[Stored data entries]

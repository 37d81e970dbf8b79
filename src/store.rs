//! Store abstraction for the Windsurf platform
//!
//! Core workflows are store-agnostic: they receive a `Store` and rely on a
//! small set of atomic primitives (submission state transition, point award,
//! unique join insert, stock decrement) so that racing requests cannot
//! double-award points or desync counters. Two implementations exist:
//! `MemStorage` (in-memory, optional flat-JSON persistence) and `PgStorage`
//! (PostgreSQL).

use async_trait::async_trait;
use chrono::{DateTime, Utc};
use serde::{Deserialize, Serialize};
use uuid::Uuid;

use crate::error::Result;

// ============================================================================
// DATA STRUCTURES
// ============================================================================

#[derive(Debug, Clone, Copy, PartialEq, Eq, Serialize, Deserialize)]
#[serde(rename_all = "lowercase")]
pub enum Role {
    Student,
    Admin,
    Faculty,
}

impl Role {
    /// Admins and faculty may verify submissions.
    pub fn can_review(&self) -> bool {
        matches!(self, Role::Admin | Role::Faculty)
    }

    pub fn as_str(&self) -> &'static str {
        match self {
            Role::Student => "student",
            Role::Admin => "admin",
            Role::Faculty => "faculty",
        }
    }

    pub fn parse(s: &str) -> Option<Role> {
        match s {
            "student" => Some(Role::Student),
            "admin" => Some(Role::Admin),
            "faculty" => Some(Role::Faculty),
            _ => None,
        }
    }
}

#[derive(Debug, Clone, Copy, PartialEq, Eq, Serialize, Deserialize)]
#[serde(rename_all = "lowercase")]
pub enum ChallengeStatus {
    Active,
    Archived,
}

impl ChallengeStatus {
    pub fn as_str(&self) -> &'static str {
        match self {
            ChallengeStatus::Active => "active",
            ChallengeStatus::Archived => "archived",
        }
    }

    pub fn parse(s: &str) -> Option<ChallengeStatus> {
        match s {
            "active" => Some(ChallengeStatus::Active),
            "archived" => Some(ChallengeStatus::Archived),
            _ => None,
        }
    }
}

#[derive(Debug, Clone, Copy, PartialEq, Eq, Serialize, Deserialize)]
#[serde(rename_all = "lowercase")]
pub enum VerificationStatus {
    Pending,
    Approved,
    Rejected,
}

impl VerificationStatus {
    pub fn as_str(&self) -> &'static str {
        match self {
            VerificationStatus::Pending => "pending",
            VerificationStatus::Approved => "approved",
            VerificationStatus::Rejected => "rejected",
        }
    }

    pub fn parse(s: &str) -> Option<VerificationStatus> {
        match s {
            "pending" => Some(VerificationStatus::Pending),
            "approved" => Some(VerificationStatus::Approved),
            "rejected" => Some(VerificationStatus::Rejected),
            _ => None,
        }
    }
}

#[derive(Debug, Clone, Serialize, Deserialize)]
pub struct User {
    pub id: Uuid,
    pub name: String,
    pub email: String,
    pub password_hash: String,
    pub role: Role,
    pub department: Option<String>,
    pub year: Option<String>,
    pub eco_points: i64,
    pub badges: Vec<String>,
    pub challenges_completed: i64,
    pub created_at: DateTime<Utc>,
    pub updated_at: DateTime<Utc>,
}

#[derive(Debug, Clone)]
pub struct NewUser {
    pub name: String,
    pub email: String,
    pub password_hash: String,
    pub role: Role,
    pub department: Option<String>,
    pub year: Option<String>,
}

#[derive(Debug, Clone, Serialize, Deserialize)]
pub struct Challenge {
    pub id: Uuid,
    pub title: String,
    pub description: String,
    pub category: String,
    pub difficulty: String,
    pub points: i64,
    pub status: ChallengeStatus,
    pub participants: i64,
    pub created_by: Uuid,
    pub created_at: DateTime<Utc>,
    pub updated_at: DateTime<Utc>,
}

#[derive(Debug, Clone)]
pub struct NewChallenge {
    pub title: String,
    pub description: String,
    pub category: String,
    pub difficulty: String,
    pub points: i64,
    pub created_by: Uuid,
}

/// Fields an admin may change on an existing challenge.
#[derive(Debug, Clone, Default, Deserialize)]
pub struct ChallengeUpdate {
    pub title: Option<String>,
    pub description: Option<String>,
    pub category: Option<String>,
    pub difficulty: Option<String>,
    pub points: Option<i64>,
}

#[derive(Debug, Clone, Serialize, Deserialize)]
pub struct Submission {
    pub id: Uuid,
    pub student_id: Uuid,
    pub challenge_id: Uuid,
    pub proof_description: String,
    pub proof_files: Vec<String>,
    pub verification_status: VerificationStatus,
    pub reviewer_comment: Option<String>,
    pub reviewed_by: Option<Uuid>,
    pub reviewed_at: Option<DateTime<Utc>>,
    pub submitted_at: DateTime<Utc>,
}

#[derive(Debug, Clone)]
pub struct NewSubmission {
    pub student_id: Uuid,
    pub challenge_id: Uuid,
    pub proof_description: String,
    pub proof_files: Vec<String>,
}

/// Filters for the admin submission list.
#[derive(Debug, Clone, Default)]
pub struct SubmissionFilter {
    pub status: Option<VerificationStatus>,
    pub student_id: Option<Uuid>,
    pub challenge_id: Option<Uuid>,
}

#[derive(Debug, Clone, Serialize, Deserialize)]
pub struct PostComment {
    pub author_id: Uuid,
    pub author_name: String,
    pub content: String,
    pub created_at: DateTime<Utc>,
}

#[derive(Debug, Clone, Serialize, Deserialize)]
pub struct Post {
    pub id: Uuid,
    pub author_id: Uuid,
    pub author_name: String,
    pub content: String,
    pub challenge_id: Option<Uuid>,
    pub points_earned: Option<i64>,
    pub liked_by: Vec<Uuid>,
    pub comments: Vec<PostComment>,
    pub created_at: DateTime<Utc>,
}

#[derive(Debug, Clone)]
pub struct NewPost {
    pub author_id: Uuid,
    pub author_name: String,
    pub content: String,
    pub challenge_id: Option<Uuid>,
    pub points_earned: Option<i64>,
}

#[derive(Debug, Clone, Serialize, Deserialize)]
pub struct JoinRecord {
    pub student_id: Uuid,
    pub challenge_id: Uuid,
    pub joined_at: DateTime<Utc>,
}

#[derive(Debug, Clone, Serialize, Deserialize)]
pub struct Reward {
    pub id: Uuid,
    pub name: String,
    pub description: String,
    pub points_required: i64,
    /// None means unlimited stock.
    pub stock: Option<i64>,
    pub active: bool,
    pub created_at: DateTime<Utc>,
}

#[derive(Debug, Clone)]
pub struct NewReward {
    pub name: String,
    pub description: String,
    pub points_required: i64,
    pub stock: Option<i64>,
}

#[derive(Debug, Clone, Serialize, Deserialize)]
pub struct RewardClaim {
    pub id: Uuid,
    pub reward_id: Uuid,
    pub user_id: Uuid,
    pub claimed_at: DateTime<Utc>,
}

/// Submission counts by decision state.
#[derive(Debug, Clone, Serialize)]
pub struct SubmissionStats {
    pub total: i64,
    pub pending: i64,
    pub approved: i64,
    pub rejected: i64,
}

// ============================================================================
// STORE TRAIT
// ============================================================================

/// Repository interface the core workflows run against.
///
/// Methods that back a multi-step workflow are specified as atomic units:
/// an implementation must serialize racing calls so that preconditions and
/// mutations cannot interleave (single lock section in memory, transaction
/// or conditional update in SQL).
#[async_trait]
pub trait Store: Send + Sync {
    // ------------------------------------------------------------------
    // Users
    // ------------------------------------------------------------------

    /// Insert a new user. `Conflict` if the email is taken.
    async fn create_user(&self, new: NewUser) -> Result<User>;

    async fn user_by_id(&self, id: Uuid) -> Result<Option<User>>;

    async fn user_by_email(&self, email: &str) -> Result<Option<User>>;

    /// All users in insertion order (the leaderboard tie-break order).
    async fn list_users(&self) -> Result<Vec<User>>;

    /// Atomically apply a point delta, recompute the badge set, and bump
    /// `challenges_completed` by `completed_inc`. `NotFound` if the user
    /// is missing. The returned user reflects the update.
    async fn award_points(&self, user_id: Uuid, delta: i64, completed_inc: i64) -> Result<User>;

    /// Delete a user together with their posts, submissions and join
    /// records. `NotFound` if the user is missing.
    async fn delete_user_cascade(&self, user_id: Uuid) -> Result<()>;

    // ------------------------------------------------------------------
    // Challenges
    // ------------------------------------------------------------------

    async fn create_challenge(&self, new: NewChallenge) -> Result<Challenge>;

    async fn challenge_by_id(&self, id: Uuid) -> Result<Option<Challenge>>;

    async fn list_challenges(&self, status: Option<ChallengeStatus>) -> Result<Vec<Challenge>>;

    async fn update_challenge(&self, id: Uuid, update: ChallengeUpdate) -> Result<Challenge>;

    /// Soft-delete: mark the challenge archived.
    async fn archive_challenge(&self, id: Uuid) -> Result<Challenge>;

    /// Atomically create the unique (student, challenge) join record and
    /// increment the participant counter. `Conflict` if already joined.
    async fn insert_join(&self, student_id: Uuid, challenge_id: Uuid) -> Result<JoinRecord>;

    async fn has_joined(&self, student_id: Uuid, challenge_id: Uuid) -> Result<bool>;

    async fn joins_for_student(&self, student_id: Uuid) -> Result<Vec<JoinRecord>>;

    // ------------------------------------------------------------------
    // Submissions
    // ------------------------------------------------------------------

    async fn create_submission(&self, new: NewSubmission) -> Result<Submission>;

    async fn submission_by_id(&self, id: Uuid) -> Result<Option<Submission>>;

    async fn list_submissions(&self, filter: SubmissionFilter) -> Result<Vec<Submission>>;

    /// Compare-and-swap out of `pending`: record the decision, reviewer and
    /// timestamp only if the submission is still pending. `NotFound` if the
    /// submission is missing, `Conflict` if it was already decided.
    async fn transition_submission(
        &self,
        id: Uuid,
        status: VerificationStatus,
        reviewer: Uuid,
        comment: Option<String>,
    ) -> Result<Submission>;

    async fn submission_stats(&self) -> Result<SubmissionStats>;

    // ------------------------------------------------------------------
    // Posts / feed
    // ------------------------------------------------------------------

    async fn insert_post(&self, new: NewPost) -> Result<Post>;

    /// Newest-first feed.
    async fn list_feed(&self, limit: usize) -> Result<Vec<Post>>;

    /// Set semantics: liking twice is a no-op. Returns the updated post.
    async fn like_post(&self, post_id: Uuid, user_id: Uuid) -> Result<Post>;

    async fn add_comment(&self, post_id: Uuid, comment: PostComment) -> Result<Post>;

    // ------------------------------------------------------------------
    // Rewards
    // ------------------------------------------------------------------

    async fn create_reward(&self, new: NewReward) -> Result<Reward>;

    async fn reward_by_id(&self, id: Uuid) -> Result<Option<Reward>>;

    async fn list_rewards(&self, active_only: bool) -> Result<Vec<Reward>>;

    /// Atomically verify the user holds at least `cost` points, deduct
    /// them (badges are kept), decrement stock (when finite), and record
    /// the claim. `Conflict` if the balance is insufficient, the reward is
    /// out of stock, or inactive. The returned user reflects the deduction.
    async fn record_claim(
        &self,
        reward_id: Uuid,
        user_id: Uuid,
        cost: i64,
    ) -> Result<(RewardClaim, User)>;
}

- **Problem**
Filter the entries above and keep only the lines with the word "JoinRecord".

- **Solution for this task**
pub struct JoinRecord {
    async fn insert_join(&self, student_id: Uuid, challenge_id: Uuid) -> Result<JoinRecord>;
    async fn joins_for_student(&self, student_id: Uuid) -> Result<Vec<JoinRecord>>;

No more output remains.